(Bloomberg View) — So Bernie Sanders has a health care plan. It sounds wonderful. It covers everything, from dental to long-term care. There will be no co-pays or deductibles. You will not have to hassle with an insurer over what’s covered. There’s just one small problem, which is how Sanders is planning to pay for this.
Yes, his health care plan lays out revenue estimates in great detail. But the revenue estimates and the cost estimates are perhaps just a trifle too rosy for me to take seriously.
To see what I mean, consider the National Health Expenditure data. It says we spent about $3 trillion on health care in 2014 from all sources — government insurance, private insurance, out of pocket. Now the government already spends $1.3 trillion, or thereabouts, so we can’t fairly count that against Sanders’s health care plan. However, that leaves us with about $1.7 trillion to go. Yet Sanders claims that his plan, despite providing vastly more generous health benefits than basically any plan in existence, will cost only $1.35 trillion a year. That’s a pretty big gap. How does he get there?
“Reforming our health care system, simplifying our payment structure and incentivizing new ways to make sure patients are actually getting better health care will generate massive savings.”
When Reagan proposed his first federal budget, his budget director, David Stockman, notoriously disappeared the ballooning deficits into a multi-billion-dollar line item of savings to be named later. This became known among wonks as the Magic Asterisk, and though all budget proposals have a whiff of this about them, few have displayed the daring of Mr. Stockman (at least, not until Obamacare came around).
But Sanders has surpassed his predecessors by a wide margin. He is the Jesus to Stockman’s John the Baptist, the Luke Skywalker to his Obi Wan Kenobi. He has proposed a Magic Asterisk worth a third of a trillion dollars a year. The thing is breathtaking, though not as breathtaking as the tax bills you’ll get if Sanders manages to push his plan through.

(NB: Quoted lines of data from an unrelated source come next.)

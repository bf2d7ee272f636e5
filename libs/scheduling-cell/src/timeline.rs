// libs/scheduling-cell/src/timeline.rs
//
// Interval arithmetic and local-day boundary helpers shared by the
// availability resolver and the conflict guard. All intervals are half-open
// `[start, end)` in UTC.

use chrono::{DateTime, Duration, LocalResult, NaiveDate, NaiveDateTime, NaiveTime, TimeZone, Utc};
use chrono_tz::Tz;

use crate::models::SchedulingError;

#[derive(Debug, Clone, Copy, PartialEq, Eq)]
pub struct Interval {
    pub start: DateTime<Utc>,
    pub end: DateTime<Utc>,
}

impl Interval {
    pub fn new(start: DateTime<Utc>, end: DateTime<Utc>) -> Self {
        Self { start, end }
    }

    pub fn is_empty(&self) -> bool {
        self.start >= self.end
    }

    /// Half-open overlap test: `a.start < b.end && b.start < a.end`.
    pub fn overlaps(&self, other: &Interval) -> bool {
        self.start < other.end && other.start < self.end
    }

    pub fn contains(&self, other: &Interval) -> bool {
        self.start <= other.start && other.end <= self.end
    }
}

/// Merge overlapping or adjacent intervals into a sorted, non-overlapping
/// list. Standard sweep: sort by start, extend the current interval while the
/// next one starts at or before its end.
pub fn merge_intervals(mut intervals: Vec<Interval>) -> Vec<Interval> {
    intervals.retain(|iv| !iv.is_empty());
    if intervals.is_empty() {
        return intervals;
    }

    intervals.sort_by_key(|iv| iv.start);

    let mut merged: Vec<Interval> = Vec::with_capacity(intervals.len());
    let mut current = intervals[0];

    for next in intervals.into_iter().skip(1) {
        if next.start <= current.end {
            if next.end > current.end {
                current.end = next.end;
            }
        } else {
            merged.push(current);
            current = next;
        }
    }
    merged.push(current);

    merged
}

/// Complement of `busy` (already merged and sorted) within `window`.
pub fn free_gaps(window: Interval, busy: &[Interval]) -> Vec<Interval> {
    let mut gaps = Vec::new();
    let mut cursor = window.start;

    for iv in busy {
        if iv.end <= window.start || iv.start >= window.end {
            continue;
        }
        let clipped_start = iv.start.max(window.start);
        if clipped_start > cursor {
            gaps.push(Interval::new(cursor, clipped_start));
        }
        cursor = cursor.max(iv.end.min(window.end));
    }

    if cursor < window.end {
        gaps.push(Interval::new(cursor, window.end));
    }

    gaps
}

/// Resolve a local wall-clock datetime in `tz` to a UTC instant. Ambiguous
/// times (DST fall-back) take the earlier instant; times skipped by a DST
/// jump are pushed forward until they resolve.
pub fn resolve_local(tz: Tz, local: NaiveDateTime) -> Result<DateTime<Utc>, SchedulingError> {
    let mut candidate = local;
    for _ in 0..4 {
        match tz.from_local_datetime(&candidate) {
            LocalResult::Single(dt) => return Ok(dt.with_timezone(&Utc)),
            LocalResult::Ambiguous(earliest, _) => return Ok(earliest.with_timezone(&Utc)),
            LocalResult::None => {
                candidate += Duration::hours(1);
            }
        }
    }
    Err(SchedulingError::InvalidInput(format!(
        "Local time {} cannot be resolved in zone {}",
        local, tz
    )))
}

/// The `[start of day, start of next day)` window for `date` in the
/// provider's zone, as UTC instants. Day boundaries are local, not UTC, so
/// offset zones do not leak slots into neighboring dates.
pub fn local_day_bounds(
    date: NaiveDate,
    tz: Tz,
) -> Result<(DateTime<Utc>, DateTime<Utc>), SchedulingError> {
    let day_start = resolve_local(tz, date.and_time(NaiveTime::MIN))?;
    let next_day = date
        .succ_opt()
        .ok_or_else(|| SchedulingError::InvalidInput("Date out of range".to_string()))?;
    let day_end = resolve_local(tz, next_day.and_time(NaiveTime::MIN))?;
    Ok((day_start, day_end))
}

/// A local clock time on `date` in `tz`, as a UTC instant.
pub fn local_instant(
    date: NaiveDate,
    time: NaiveTime,
    tz: Tz,
) -> Result<DateTime<Utc>, SchedulingError> {
    resolve_local(tz, date.and_time(time))
}

#[cfg(test)]
mod tests {
    use super::*;
    use chrono::TimeZone;

    fn utc(h: u32, m: u32) -> DateTime<Utc> {
        Utc.with_ymd_and_hms(2026, 3, 2, h, m, 0).unwrap()
    }

    #[test]
    fn merge_combines_overlapping_and_adjacent() {
        let merged = merge_intervals(vec![
            Interval::new(utc(13, 0), utc(14, 0)),
            Interval::new(utc(9, 0), utc(10, 0)),
            Interval::new(utc(9, 30), utc(11, 0)),
            Interval::new(utc(11, 0), utc(12, 0)),
        ]);
        assert_eq!(
            merged,
            vec![
                Interval::new(utc(9, 0), utc(12, 0)),
                Interval::new(utc(13, 0), utc(14, 0)),
            ]
        );
    }

    #[test]
    fn merge_drops_empty_intervals() {
        let merged = merge_intervals(vec![
            Interval::new(utc(10, 0), utc(10, 0)),
            Interval::new(utc(9, 0), utc(9, 30)),
        ]);
        assert_eq!(merged, vec![Interval::new(utc(9, 0), utc(9, 30))]);
    }

    #[test]
    fn gaps_complement_busy_within_window() {
        let window = Interval::new(utc(9, 0), utc(17, 0));
        let busy = vec![
            Interval::new(utc(8, 0), utc(9, 30)),
            Interval::new(utc(12, 0), utc(13, 0)),
            Interval::new(utc(16, 30), utc(18, 0)),
        ];
        assert_eq!(
            free_gaps(window, &busy),
            vec![
                Interval::new(utc(9, 30), utc(12, 0)),
                Interval::new(utc(13, 0), utc(16, 30)),
            ]
        );
    }

    #[test]
    fn gaps_with_no_busy_is_whole_window() {
        let window = Interval::new(utc(9, 0), utc(17, 0));
        assert_eq!(free_gaps(window, &[]), vec![window]);
    }

    #[test]
    fn day_bounds_follow_the_local_zone() {
        let tz: Tz = "America/New_York".parse().unwrap();
        let (start, end) = local_day_bounds(NaiveDate::from_ymd_opt(2026, 3, 2).unwrap(), tz).unwrap();
        // EST is UTC-5 in early March
        assert_eq!(start, Utc.with_ymd_and_hms(2026, 3, 2, 5, 0, 0).unwrap());
        assert_eq!(end, Utc.with_ymd_and_hms(2026, 3, 3, 5, 0, 0).unwrap());
    }

    #[test]
    fn dst_spring_forward_day_is_23_hours() {
        let tz: Tz = "America/New_York".parse().unwrap();
        let (start, end) = local_day_bounds(NaiveDate::from_ymd_opt(2026, 3, 8).unwrap(), tz).unwrap();
        assert_eq!(end - start, Duration::hours(23));
    }
}
use std::net::SocketAddr;
use std::sync::Arc;
use dotenv::dotenv;
use tokio::net::TcpListener;
use tower_http::cors::{Any, CorsLayer};
use tower_http::trace::{self, TraceLayer};
use tracing::{info, Level};
use tracing_subscriber::{layer::SubscriberExt, util::SubscriberInitExt};

mod router;

use scheduling_cell::handlers::SchedulingState;
use scheduling_cell::services::{AvailabilityService, BookingService, ConflictService};
use scheduling_cell::store::{
    BookingStore, ScheduleStore, ServiceCatalog, SupabaseSchedulingStore,
};
use shared_config::AppConfig;
use shared_database::supabase::SupabaseClient;

#[tokio::main]
async fn main() {
    // Loading Env Vars
    dotenv().ok();

    // Initialize tracing
    tracing_subscriber::registry()
        .with(tracing_subscriber::EnvFilter::new(
            std::env::var("RUST_LOG").unwrap_or_else(|_| "info,tower_http=debug".into()),
        ))
        .with(tracing_subscriber::fmt::layer())
        .init();

    info!("Starting BookWell scheduling API server");

    // Load configuration
    let config = Arc::new(AppConfig::from_env());

    let supabase = Arc::new(SupabaseClient::new(&config));
    let store = Arc::new(SupabaseSchedulingStore::new(supabase));
    let schedule: Arc<dyn ScheduleStore> = store.clone();
    let catalog: Arc<dyn ServiceCatalog> = store.clone();
    let bookings: Arc<dyn BookingStore> = store;

    // Booking events feed the notification dispatcher; for now that is a
    // logging drain.
    let (event_tx, mut event_rx) = tokio::sync::mpsc::unbounded_channel();
    tokio::spawn(async move {
        while let Some(event) = event_rx.recv().await {
            info!("Appointment event: {:?}", event);
        }
    });

    let state = SchedulingState {
        availability: Arc::new(AvailabilityService::new(
            schedule.clone(),
            catalog.clone(),
            bookings.clone(),
        )),
        booking: Arc::new(
            BookingService::new(schedule, catalog, bookings.clone(), &config)
                .with_event_sink(event_tx),
        ),
        conflicts: Arc::new(ConflictService::new(bookings)),
        config: config.clone(),
    };

    // Set up CORS
    let cors = CorsLayer::new()
        .allow_origin(Any)
        .allow_methods(Any)
        .allow_headers(Any);

    // Build the application router
    let app = router::create_router(state)
        .layer(
            TraceLayer::new_for_http()
                .make_span_with(trace::DefaultMakeSpan::new().level(Level::INFO))
                .on_response(trace::DefaultOnResponse::new().level(Level::INFO)),
        )
        .layer(cors);

    // Run the server
    let addr = SocketAddr::from(([0, 0, 0, 0], 3000));
    info!("Listening on {}", addr);

    let listener = TcpListener::bind(addr).await.unwrap();
    axum::serve(listener, app).await.unwrap();
}
// libs/scheduling-cell/src/handlers.rs
use std::sync::Arc;

use axum::{
    extract::{Path, Query, State},
    Json,
};
use chrono::{DateTime, NaiveDate, Utc};
use serde::Deserialize;
use serde_json::{json, Value};
use uuid::Uuid;

use shared_config::AppConfig;
use shared_models::error::AppError;

use crate::models::{
    BookAppointmentRequest, ConflictKind, RescheduleAppointmentRequest, SchedulingContext,
    SchedulingError,
};
use crate::services::{AvailabilityService, BookingService, ConflictService};
use crate::timeline::Interval;

// ==============================================================================
// STATE AND QUERY PARAMETER STRUCTS
// ==============================================================================

#[derive(Clone)]
pub struct SchedulingState {
    pub availability: Arc<AvailabilityService>,
    pub booking: Arc<BookingService>,
    pub conflicts: Arc<ConflictService>,
    pub config: Arc<AppConfig>,
}

#[derive(Debug, Deserialize)]
pub struct AvailabilityQueryParams {
    pub provider_id: i64,
    pub service_id: i64,
    pub date: NaiveDate,
}

#[derive(Debug, Deserialize)]
pub struct ConflictCheckQuery {
    pub provider_id: i64,
    pub start_time: DateTime<Utc>,
    pub end_time: DateTime<Utc>,
    pub exclude_appointment_id: Option<Uuid>,
}

// ==============================================================================
// AVAILABILITY HANDLERS
// ==============================================================================

#[axum::debug_handler]
pub async fn get_availability(
    State(state): State<SchedulingState>,
    Query(params): Query<AvailabilityQueryParams>,
) -> Result<Json<Value>, AppError> {
    let ctx = SchedulingContext::from_config(&state.config);

    let slots = state
        .availability
        .available_slots(params.provider_id, params.service_id, params.date, &ctx)
        .await
        .map_err(|e| match e {
            SchedulingError::InvalidInput(msg) => AppError::BadRequest(msg),
            SchedulingError::ServiceNotFound => {
                AppError::NotFound("Service not found".to_string())
            }
            _ => AppError::Internal(e.to_string()),
        })?;

    Ok(Json(json!({
        "provider_id": params.provider_id,
        "service_id": params.service_id,
        "date": params.date,
        "slots": slots,
        "total": slots.len()
    })))
}

// ==============================================================================
// BOOKING HANDLERS
// ==============================================================================

#[axum::debug_handler]
pub async fn book_appointment(
    State(state): State<SchedulingState>,
    Json(request): Json<BookAppointmentRequest>,
) -> Result<Json<Value>, AppError> {
    let ctx = SchedulingContext::from_config(&state.config);

    let appointment = state
        .booking
        .try_book(request, &ctx)
        .await
        .map_err(booking_error)?;

    Ok(Json(json!({
        "success": true,
        "appointment": appointment,
        "message": "Appointment booked successfully"
    })))
}

#[axum::debug_handler]
pub async fn reschedule_appointment(
    State(state): State<SchedulingState>,
    Path(appointment_id): Path<Uuid>,
    Json(request): Json<RescheduleAppointmentRequest>,
) -> Result<Json<Value>, AppError> {
    let ctx = SchedulingContext::from_config(&state.config);

    let appointment = state
        .booking
        .reschedule(appointment_id, request, &ctx)
        .await
        .map_err(booking_error)?;

    Ok(Json(json!({
        "success": true,
        "appointment": appointment,
        "message": "Appointment rescheduled successfully"
    })))
}

// ==============================================================================
// CONFLICT DETECTION HANDLERS
// ==============================================================================

#[axum::debug_handler]
pub async fn check_appointment_conflicts(
    State(state): State<SchedulingState>,
    Query(params): Query<ConflictCheckQuery>,
) -> Result<Json<Value>, AppError> {
    let span = Interval::new(params.start_time, params.end_time);

    let conflict_response = state
        .conflicts
        .check(params.provider_id, span, params.exclude_appointment_id)
        .await
        .map_err(|e| match e {
            SchedulingError::InvalidInput(msg) => AppError::BadRequest(msg),
            _ => AppError::Internal(e.to_string()),
        })?;

    Ok(Json(json!(conflict_response)))
}

fn booking_error(e: SchedulingError) -> AppError {
    match e {
        SchedulingError::InvalidInput(msg) => AppError::BadRequest(msg),
        SchedulingError::ServiceNotFound => AppError::NotFound("Service not found".to_string()),
        SchedulingError::AppointmentNotFound => {
            AppError::NotFound("Appointment not found".to_string())
        }
        SchedulingError::Conflict(ConflictKind::SlotTaken { .. }) => {
            AppError::Conflict("Appointment slot no longer available".to_string())
        }
        SchedulingError::Conflict(ConflictKind::OutsideAvailability) => {
            AppError::Conflict("Requested time is outside provider availability".to_string())
        }
        SchedulingError::Store(msg) => AppError::Internal(msg),
    }
}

At this, we are being charitable. If you make health care absolutely free to patients, and refuse to allow your government insurer to deny treatments, then people are going to use more health care. “People use more health care when it costs them less” is one of the better-documented results in the health care-policy literature. So we shouldn’t be starting with a baseline of $3 trillion; we should be starting well above that. Call it $3.15 trillion, and we’ll put the total gap he needs to cover at around a half a trillion dollars a year.
By any reasonable measure, Sanders’s plan would put a bigger hole in the budget than Marco Rubio’s tax plan. Bit awkward for Democrats who are fond of claiming the mantle of fiscal responsibility for their side. And that is not, of course, counting the cost of any of his other proposals, just his single-payer system.
But don’t single-payer systems cost less? No, they don’t. At least, not unless you have a plan to make health care workers accept less pay, close the hospitals that are hovering on the verge of red ink, and otherwise massively drive down the prices that we pay for health care.
Before you say it: No, it can’t all come out of prescription drugs, which constitute only about a 10th of our health care spending, much of that on already-cheap generics. We also can’t make it up from preventive medicine (which costs money, rather than saves it, whatever its other benefits), or uncompensated hospital care, or any of the other “magic pots of money” that were hypothesized to exist when the Patient Protection and Affordable Care Act (PPACA) — Obamacare — was being debated. If we want to raise money to pay for single payer, we are going to have to take the boring, old-fashioned step of making someone empty their pockets and pay.
What makes our health care system expensive is not insurers, who have quite modest profit margins, nor high administrative overhead. What makes it expensive is the cost of labor in the health care system, the cost of the medical devices and fancy new drugs we’d all very much like to continue having invented, and the industry’s very pricey physical plant.